20 Year Tradition
By Jessica Alway
Eight crosses, a couple of statues and an honorary degree represent the foundation of a 20-year relationship between Santa Clara and El Salvador.
University activities revolving around the Latin American country including classes, speakers, immersion trips, study abroad programs, protests and faculty retreats reflect the school's increasing ties to El Salvador.
This connection began in 1982 when the president of University of Central America (UCA) Ignacio Ellacuria, S.J. traveled from the country to Santa Clara to accept an honorary degree and deliver the commencement speech for graduation. At this time he invited Santa Clara to become a sister university to UCA in its struggle for justice for the poor. Seven years later, on Nov. 16, 1989 he was murdered at the University of Central America along with five Jesuit colleagues, their housekeeper and her daughter.
Handmade crosses for each of the women and priests murdered in El Salvador dot the lawn in front of Mission Santa Clara de Asis on campus. A 7-ft. bronze statue of Saint Ignatius of Loyola, which sits on Kenna Lawn, includes eight crosses for the same martyrs as well. But not everyone is aware that one of these victims received an honorary degree at Santa Clara many years ago.When survivor, Jon many years ago.When survivor, Jon Sobrino, S.J., who was abroad at the time of the attack came to Santa Clara for refuge after the assassinations, the relationship between Santa Clara and the Jesuits in El Salvador was further solidified.
In the fall of 2000 the university spearheaded an effort to establish Casa de la Solidaridad, a study abroad program that brings students from Jesuit colleges and universities across the Unites States to study in El Salvador at UCA. Together with the Association of Jesuit Colleges and Universities and UCA, Santa Clara created a program that emphasizes the intellectual and moral development of college students to prepare them for citizenship, service, and leadership in a global society.
President Paul Locatelli, S.J., also visited El Salvador in September as part of a larger delegation and met with students studying abroad.
Casa de la Solidaridad is designed to provide an opportunity to U.S. students in their junior year to integrate a semester of academic studies with the experience of being immersed in the cultural context of El Salvador. The students live in a community house and spend a significant part of their experience with Salvadorans, learning and living post-war lives.
Junior Jen Re said she chose to study in El Salvador to work with people in the community.
"It just fit," she said in a phone conversation from San Salvador. "It seemed like a good combination of studying and learning by working in the community."
She added that the school's Jesuit tradition only strengthens its ties to the country.
"Definitely what happened with the martyrs [was a major connection], and the church was the only voice defending the people and was strong enough to speak out," she said.
Junior Jelena Radovic-Fanta, also a particiapnt of the program, agreed. "I knew that for my study abroad experience I wanted something nontraditional that would allow me to be immersed in a new culture, live a new reality, and that contained the important aspect of social justice," she wrote in a reflection on the Casa de Solaridad Web site. "Ever since I read a pamphlet on Casa de la Solidaridad, it drew my attention for its emphasis on justice and solidarity. It is the perfect combination of education and a unique learning experience taught to me by the Salvadoreños."

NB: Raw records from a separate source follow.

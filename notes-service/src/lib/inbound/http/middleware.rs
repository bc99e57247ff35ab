use std::sync::Arc;

use async_trait::async_trait;
use auth::Authenticator;
use axum::extract::FromRequestParts;
use axum::extract::Request;
use axum::extract::State;
use axum::http::request::Parts;
use axum::middleware::Next;
use axum::response::IntoResponse;
use axum::response::Response;
use axum_extra::extract::cookie::CookieJar;

use super::cookies::ACCESS_TOKEN_COOKIE;
use super::handlers::ApiError;
use crate::domain::identity::models::UserId;

const UNAUTHORIZED: &str = "Authentication required";

/// Extension type carrying the identity proven by the access token.
#[derive(Debug, Clone, Copy, PartialEq, Eq)]
pub struct AuthenticatedUser {
    pub user_id: UserId,
}

/// Middleware that validates the `access_token` cookie and adds the
/// authenticated identity to request extensions.
///
/// Every failure stops the request with 401 before the handler runs. The
/// credential store is never consulted.
pub async fn authenticate(
    State(authenticator): State<Arc<Authenticator>>,
    jar: CookieJar,
    mut req: Request,
    next: Next,
) -> Result<Response, Response> {
    let token = jar.get(ACCESS_TOKEN_COOKIE).ok_or_else(|| {
        tracing::debug!("Access token cookie missing");
        unauthorized()
    })?;

    let claims = authenticator.validate_access(token.value()).map_err(|e| {
        tracing::warn!(error = %e, "Access token rejected");
        unauthorized()
    })?;

    let user_id = UserId::new(claims.user_id).map_err(|e| {
        tracing::warn!(error = %e, "Access token carries an invalid user id");
        unauthorized()
    })?;

    req.extensions_mut().insert(AuthenticatedUser { user_id });

    Ok(next.run(req).await)
}

fn unauthorized() -> Response {
    ApiError::Unauthorized(UNAUTHORIZED.to_string()).into_response()
}

#[async_trait]
impl<S> FromRequestParts<S> for AuthenticatedUser
where
    S: Send + Sync,
{
    type Rejection = ApiError;

    async fn from_request_parts(parts: &mut Parts, _state: &S) -> Result<Self, Self::Rejection> {
        parts
            .extensions
            .get::<AuthenticatedUser>()
            .copied()
            .ok_or_else(|| {
                tracing::error!("Protected handler reached without an authenticated identity");
                ApiError::Unauthorized(UNAUTHORIZED.to_string())
            })
    }
}
use axum::extract::State;
use axum::http::StatusCode;
use chrono::DateTime;
use chrono::Utc;
use serde::Deserialize;
use serde::Serialize;

use super::ApiError;
use super::ApiJson;
use super::ApiSuccess;
use crate::domain::identity::models::Identity;
use crate::domain::identity::models::RegisterCommand;
use crate::inbound::http::router::AppState;

pub async fn register(
    State(state): State<AppState>,
    ApiJson(body): ApiJson<RegisterRequest>,
) -> Result<ApiSuccess<RegisterResponseData>, ApiError> {
    let command = RegisterCommand::new(&body.username, &body.email, &body.password)?;

    state
        .auth_service
        .register(command)
        .await
        .map_err(ApiError::from)
        .map(|ref identity| ApiSuccess::new(StatusCode::CREATED, identity.into()))
}

/// HTTP request body for registration (raw JSON).
///
/// Absent fields deserialize as empty and are rejected as missing.
#[derive(Debug, Clone, PartialEq, Eq, Deserialize)]
pub struct RegisterRequest {
    #[serde(default)]
    username: String,
    #[serde(default)]
    email: String,
    #[serde(default)]
    password: String,
}

#[derive(Debug, Clone, PartialEq, Eq, Serialize)]
pub struct RegisterResponseData {
    pub id: i64,
    pub username: String,
    pub email: String,
    pub created_at: DateTime<Utc>,
}

impl From<&Identity> for RegisterResponseData {
    fn from(identity: &Identity) -> Self {
        Self {
            id: identity.id.as_i64(),
            username: identity.username.clone(),
            email: identity.email.clone(),
            created_at: identity.created_at,
        }
    }
}
use async_trait::async_trait;
use auth::TokenPair;

use crate::domain::identity::errors::AuthError;
use crate::domain::identity::errors::StoreError;
use crate::domain::identity::models::Identity;
use crate::domain::identity::models::LoginCommand;
use crate::domain::identity::models::NewIdentity;
use crate::domain::identity::models::RegisterCommand;
use crate::domain::identity::models::UserId;

/// Port for registration, login and profile operations.
#[async_trait]
pub trait AuthServicePort: Send + Sync + 'static {
    /// Register a new identity. No tokens are issued.
    ///
    /// # Arguments
    /// * `command` - Trimmed, escaped and validated registration fields
    ///
    /// # Returns
    /// The persisted identity
    ///
    /// # Errors
    /// * `AlreadyExists` - Username or email is taken
    /// * `StoreUnavailable` - Credential store failed
    /// * `PasswordHashing` - Hashing failed
    async fn register(&self, command: RegisterCommand) -> Result<Identity, AuthError>;

    /// Verify credentials, issue a token pair and record the refresh token.
    ///
    /// # Errors
    /// * `UserNotFound` - No identity with this email
    /// * `InvalidCredentials` - Password does not match
    /// * `TokenIssuanceFailed` - Signing failed
    /// * `StoreUnavailable` - Credential store failed
    async fn login(&self, command: LoginCommand) -> Result<TokenPair, AuthError>;

    /// Load the identity behind an authenticated request.
    ///
    /// # Errors
    /// * `UserNotFound` - Identity no longer exists
    /// * `StoreUnavailable` - Credential store failed
    async fn profile(&self, user_id: UserId) -> Result<Identity, AuthError>;
}

/// Port for refresh-token rotation.
#[async_trait]
pub trait RefreshServicePort: Send + Sync + 'static {
    /// Exchange a refresh token for a fresh token pair.
    ///
    /// The presented token is consumed: on success it is replaced in the store
    /// and cannot be used again.
    ///
    /// # Errors
    /// * `Token` - Signature, time window or format check failed
    /// * `UserNotFound` - Identity no longer exists
    /// * `TokenSuperseded` - Token is not the one on file
    /// * `TokenIssuanceFailed` - Signing failed
    /// * `StoreUnavailable` - Credential store failed
    async fn refresh(&self, refresh_token: &str) -> Result<TokenPair, AuthError>;
}

/// Persistence operations for identities.
#[async_trait]
pub trait CredentialStore: Send + Sync + 'static {
    /// Find any identity holding this username or this email.
    async fn find_by_username_or_email(
        &self,
        username: &str,
        email: &str,
    ) -> Result<Option<Identity>, StoreError>;

    /// Persist a new identity with no refresh token.
    ///
    /// # Errors
    /// * `Conflict` - Username or email unique constraint violated
    /// * `Unavailable` - Store operation failed
    async fn create(&self, identity: NewIdentity) -> Result<Identity, StoreError>;

    /// Retrieve identity by email address.
    async fn find_by_email(&self, email: &str) -> Result<Option<Identity>, StoreError>;

    /// Retrieve identity by identifier.
    async fn find_by_id(&self, id: UserId) -> Result<Option<Identity>, StoreError>;

    /// Unconditionally overwrite the stored refresh token.
    async fn update_refresh_token(&self, id: UserId, token: &str) -> Result<(), StoreError>;

    /// Atomically replace the stored refresh token only if it still equals
    /// `expected`.
    ///
    /// # Returns
    /// `true` when the swap happened, `false` when the stored value differed
    async fn replace_refresh_token(
        &self,
        id: UserId,
        expected: &str,
        new_token: &str,
    ) -> Result<bool, StoreError>;
}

Students wishing for slightly less commitment can participate in the immersion to trips to El Salvador sponsored by the Arrupe enter which take place during spring break.
Last year, 10 students traveled to Guarjila, El Salvador, where heavy fighting occurred during the Salvadoran Civil War. This number was up dramatically from the first trip in 2000, when four students joined four faculty members, four staff members and Provost Stephen Privett and Vice Provost Sonny Manuel on a trip to commemorate the Romero assassination, which occurred while the archbishop was performing mass on March 24, 1980 in El Salvador.
A small group of faculty members, usually 10 to 12, also travel to El Salvador annually for immersion trips in September, before the school year begins. Both groups have been active in the campaign to convince the U.S. government to close the School of the Americas, where members of many right-wing death squads in Latin America received military training, in addition to teaching others to respond compassionately and self-critically to those most in need.
The connection is not only active in El Salvador on campus, but in Georgia as well. Jesuit colleges and universities send students each year to the Protest of the School of the Americas ever November, on the anniversary of the murders of the priests. There will be 21 students, faculty and staff going to Georgia while another group of students and faculty go to El Salvador to commemorate the anniversary.
Michael Coyler of the Arrupe Center is traveling to El Salvador next Tuesday to attend the open house put on by the students attending Casa de la Solidaridad for all Jesuits institutions across the United States.
His mission, he says, is twofold. Officially he will be looking at the progress the program has made along with other representatives, but Coyler said he will also be searching the country for other opportunities for service. The Arrupe Center is looking for other sites for immersion trips in addition to those Santa Clara already participates in.
"I think it is so important that students have the opportunity to go to place like El Salvador," said Coyler.